**THE DATA**:
===
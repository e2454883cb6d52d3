pub mod api;
pub mod config;
pub mod errors;
pub mod grid;
pub mod ledger;
pub mod metrics;
pub mod models;
pub mod sheets;
pub mod store;

use std::sync::Arc;

use crate::config::AppConfig;
use crate::grid::Tables;

pub struct AppState<S> {
    pub tables: Arc<Tables<S>>,
    pub config: AppConfig,
    pub metrics_handle: metrics_exporter_prometheus::PrometheusHandle,
}

impl<S> Clone for AppState<S> {
    fn clone(&self) -> Self {
        Self {
            tables: Arc::clone(&self.tables),
            config: self.config.clone(),
            metrics_handle: self.metrics_handle.clone(),
        }
    }
}
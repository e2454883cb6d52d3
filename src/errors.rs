use axum::http::StatusCode;
use axum::response::{IntoResponse, Response};
use axum::Json;
use serde::Serialize;

use crate::sheets::SheetsError;

#[derive(Debug, thiserror::Error)]
pub enum AppError {
    #[error("Not found: {0}")]
    NotFound(String),

    #[error("Bad request: {0}")]
    BadRequest(String),

    #[error(transparent)]
    Internal(#[from] anyhow::Error),
}

#[derive(Serialize)]
struct ErrorBody {
    success: bool,
    error: String,
}

impl IntoResponse for AppError {
    fn into_response(self) -> Response {
        let (status, message) = match &self {
            AppError::NotFound(msg) => (StatusCode::NOT_FOUND, msg.clone()),
            AppError::BadRequest(msg) => (StatusCode::BAD_REQUEST, msg.clone()),
            AppError::Internal(e) => {
                tracing::error!("Internal error: {e:?}");
                (StatusCode::INTERNAL_SERVER_ERROR, "Internal server error".into())
            }
        };

        (
            status,
            Json(ErrorBody {
                success: false,
                error: message,
            }),
        )
            .into_response()
    }
}

impl From<SheetsError> for AppError {
    fn from(e: SheetsError) -> Self {
        AppError::Internal(e.into())
    }
}
use chrono::NaiveDate;
use rust_decimal::Decimal;
use serde::{Deserialize, Serialize};

use super::cost::SignedCost;

/// One row of the Order Book tab: a purchase event, optionally carrying
/// sale details in the same row.
#[derive(Debug, Clone, Serialize, Deserialize)]
pub struct LedgerEntry {
    /// 1-based row number in the tab, the only identity used for
    /// update/delete.
    pub row: u32,
    pub order_date: Option<NaiveDate>,
    pub item: String,
    /// Stored negative.
    pub buy_price: SignedCost,
    pub retailer: String,
    /// 0 or absent means unsold.
    pub sell_price: Decimal,
    pub sale_date: Option<NaiveDate>,
    pub marketplace: String,
    /// Fraction of the sale price, normalized at write time.
    pub fee_fraction: Decimal,
    pub shipping: Decimal,
}

impl LedgerEntry {
    /// A recorded sale closes the position; anything else is open stock.
    pub fn is_sold(&self) -> bool {
        self.sell_price > Decimal::ZERO
    }

    /// Fee amount for the sale side: `sell_price * fee_fraction`.
    pub fn fee_amount(&self) -> Decimal {
        self.sell_price * self.fee_fraction
    }
}
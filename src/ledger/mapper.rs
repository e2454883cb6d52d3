//! Raw grid rows to typed records.
//!
//! Coercion is total: the grid has no schema enforcement, so every
//! accessor normalizes dirty input to a default instead of failing:
//! numbers to 0, dates to "no date", missing cells to empty. Rows whose
//! primary name is blank after trimming are dropped entirely.

use std::str::FromStr;

use chrono::NaiveDate;
use rust_decimal::Decimal;

use crate::grid::TableSnapshot;
use crate::models::{Item, LedgerEntry, Marketplace, Retailer, SignedCost};
use crate::store::CellValue;

use super::layout;

const EMPTY_CELL: &CellValue = &CellValue::Empty;

/// Safe indexed lookup: a missing cell reads as empty, never a fault.
fn cell(row: &[CellValue], idx: usize) -> &CellValue {
    row.get(idx).unwrap_or(EMPTY_CELL)
}

fn cell_text(row: &[CellValue], idx: usize) -> String {
    cell(row, idx).as_text()
}

/// Numeric coercion: empty, non-numeric, and NaN all floor to 0.
pub fn to_number(value: &CellValue) -> Decimal {
    match value {
        CellValue::Number(f) => Decimal::try_from(*f).unwrap_or(Decimal::ZERO),
        CellValue::Bool(b) => {
            if *b {
                Decimal::ONE
            } else {
                Decimal::ZERO
            }
        }
        CellValue::Text(s) => Decimal::from_str(s.trim()).unwrap_or(Decimal::ZERO),
        CellValue::Empty => Decimal::ZERO,
    }
}

/// Date coercion: empty or unparsable input is "no date", silently.
pub fn to_date(value: &CellValue) -> Option<NaiveDate> {
    match value {
        CellValue::Text(s) => parse_date(s),
        _ => None,
    }
}

/// Accepts `YYYY-MM-DD` (including an RFC-3339 prefix) and `M/D/YYYY`.
pub fn parse_date(s: &str) -> Option<NaiveDate> {
    let s = s.trim();
    if s.is_empty() {
        return None;
    }
    NaiveDate::parse_from_str(s, "%Y-%m-%d")
        .ok()
        .or_else(|| {
            s.get(..10)
                .and_then(|p| NaiveDate::parse_from_str(p, "%Y-%m-%d").ok())
        })
        .or_else(|| NaiveDate::parse_from_str(s, "%m/%d/%Y").ok())
}

/// Map the order book snapshot into ledger entries. Each entry keeps its
/// 1-based tab row for later mutation targeting; rows with a blank item
/// name are excluded from every downstream aggregate.
pub fn map_entries(snapshot: &TableSnapshot) -> Vec<LedgerEntry> {
    use layout::order_book as col;

    snapshot
        .rows
        .iter()
        .enumerate()
        .filter_map(|(offset, row)| {
            let item = cell_text(row, col::ITEM);
            if item.trim().is_empty() {
                return None;
            }
            Some(LedgerEntry {
                row: layout::ORDER_BOOK_HEADER_ROW + 1 + offset as u32,
                order_date: to_date(cell(row, col::ORDER_DATE)),
                item,
                buy_price: SignedCost::from_raw(to_number(cell(row, col::BUY_PRICE))),
                retailer: cell_text(row, col::RETAILER),
                sell_price: to_number(cell(row, col::SELL_PRICE)),
                sale_date: to_date(cell(row, col::SALE_DATE)),
                marketplace: cell_text(row, col::MARKETPLACE),
                fee_fraction: to_number(cell(row, col::FEE_FRACTION)),
                shipping: to_number(cell(row, col::SHIPPING)),
            })
        })
        .collect()
}

pub fn map_items(snapshot: &TableSnapshot) -> Vec<Item> {
    use layout::items as col;

    reference_rows(snapshot, col::NAME)
        .map(|(row_number, name, row)| Item {
            row: row_number,
            name,
            market_value: to_number(cell(row, col::MARKET_VALUE)),
        })
        .collect()
}

pub fn map_retailers(snapshot: &TableSnapshot) -> Vec<Retailer> {
    use layout::retailers as col;

    reference_rows(snapshot, col::NAME)
        .map(|(row_number, name, _)| Retailer {
            row: row_number,
            name,
        })
        .collect()
}

pub fn map_marketplaces(snapshot: &TableSnapshot) -> Vec<Marketplace> {
    use layout::marketplaces as col;

    reference_rows(snapshot, col::NAME)
        .map(|(row_number, name, row)| Marketplace {
            row: row_number,
            name,
            fee_fraction: to_number(cell(row, col::FEE_FRACTION)),
        })
        .collect()
}

/// Shared walk over a reference tab: yields (1-based row, trimmed name,
/// raw cells), skipping blank-name rows.
fn reference_rows<'a>(
    snapshot: &'a TableSnapshot,
    name_col: usize,
) -> impl Iterator<Item = (u32, String, &'a [CellValue])> {
    snapshot.rows.iter().enumerate().filter_map(move |(offset, row)| {
        let name = cell_text(row, name_col).trim().to_string();
        if name.is_empty() {
            return None;
        }
        Some((
            layout::REFERENCE_HEADER_ROW + 1 + offset as u32,
            name,
            row.as_slice(),
        ))
    })
}

#[cfg(test)]
mod tests {
    use super::*;

    fn text(s: &str) -> CellValue {
        CellValue::text(s)
    }

    #[test]
    fn test_to_number_normalizes_dirty_input() {
        assert_eq!(to_number(&text("")), Decimal::ZERO);
        assert_eq!(to_number(&CellValue::Empty), Decimal::ZERO);
        assert_eq!(to_number(&text("abc")), Decimal::ZERO);
        assert_eq!(to_number(&text("3.5")), Decimal::new(35, 1));
        assert_eq!(to_number(&CellValue::Number(-12.0)), Decimal::from(-12));
        assert_eq!(to_number(&CellValue::Number(f64::NAN)), Decimal::ZERO);
    }

    #[test]
    fn test_to_date_is_silent_on_garbage() {
        assert_eq!(to_date(&text("")), None);
        assert_eq!(to_date(&text("not a date")), None);
        assert_eq!(
            to_date(&text("2024-01-15")),
            NaiveDate::from_ymd_opt(2024, 1, 15)
        );
        assert_eq!(
            to_date(&text("2024-01-15T00:00:00")),
            NaiveDate::from_ymd_opt(2024, 1, 15)
        );
        assert_eq!(
            to_date(&text("1/15/2024")),
            NaiveDate::from_ymd_opt(2024, 1, 15)
        );
        assert_eq!(to_date(&CellValue::Number(45306.0)), None);
    }

    #[test]
    fn test_map_entries_keeps_positions_and_drops_blank_items() {
        let snapshot = TableSnapshot {
            headers: vec![],
            rows: vec![
                vec![text("2024-01-01"), text("Widget"), CellValue::Number(-10.0)],
                vec![text("2024-01-02"), text("  "), CellValue::Number(-5.0)],
                vec![text("2024-01-03"), text("Gadget"), CellValue::Number(-7.5)],
            ],
        };

        let entries = map_entries(&snapshot);
        assert_eq!(entries.len(), 2);
        // Header row is 2, so data starts at tab row 3; the blank row
        // still occupies row 4.
        assert_eq!(entries[0].row, 3);
        assert_eq!(entries[1].row, 5);
        assert_eq!(entries[1].item, "Gadget");
        assert_eq!(
            entries[1].buy_price.amount(),
            Decimal::new(-75, 1)
        );
    }

    #[test]
    fn test_map_entries_reads_short_rows_as_empty() {
        let snapshot = TableSnapshot {
            headers: vec![],
            rows: vec![vec![text(""), text("Widget")]],
        };

        let entries = map_entries(&snapshot);
        assert_eq!(entries.len(), 1);
        assert_eq!(entries[0].order_date, None);
        assert_eq!(entries[0].sell_price, Decimal::ZERO);
        assert!(!entries[0].is_sold());
    }

    #[test]
    fn test_map_items_trims_names() {
        let snapshot = TableSnapshot {
            headers: vec![],
            rows: vec![vec![text(" Widget "), CellValue::Number(25.0)]],
        };

        let items = map_items(&snapshot);
        assert_eq!(items[0].name, "Widget");
        assert_eq!(items[0].row, 2);
        assert_eq!(items[0].market_value, Decimal::from(25));
    }
}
===
**TO DO**: Look through the entries, and return every line that the word "AppState" appears in.

**RESPONSE TO THIS TASK**:
pub struct AppState<S> {
impl<S> Clone for AppState<S> {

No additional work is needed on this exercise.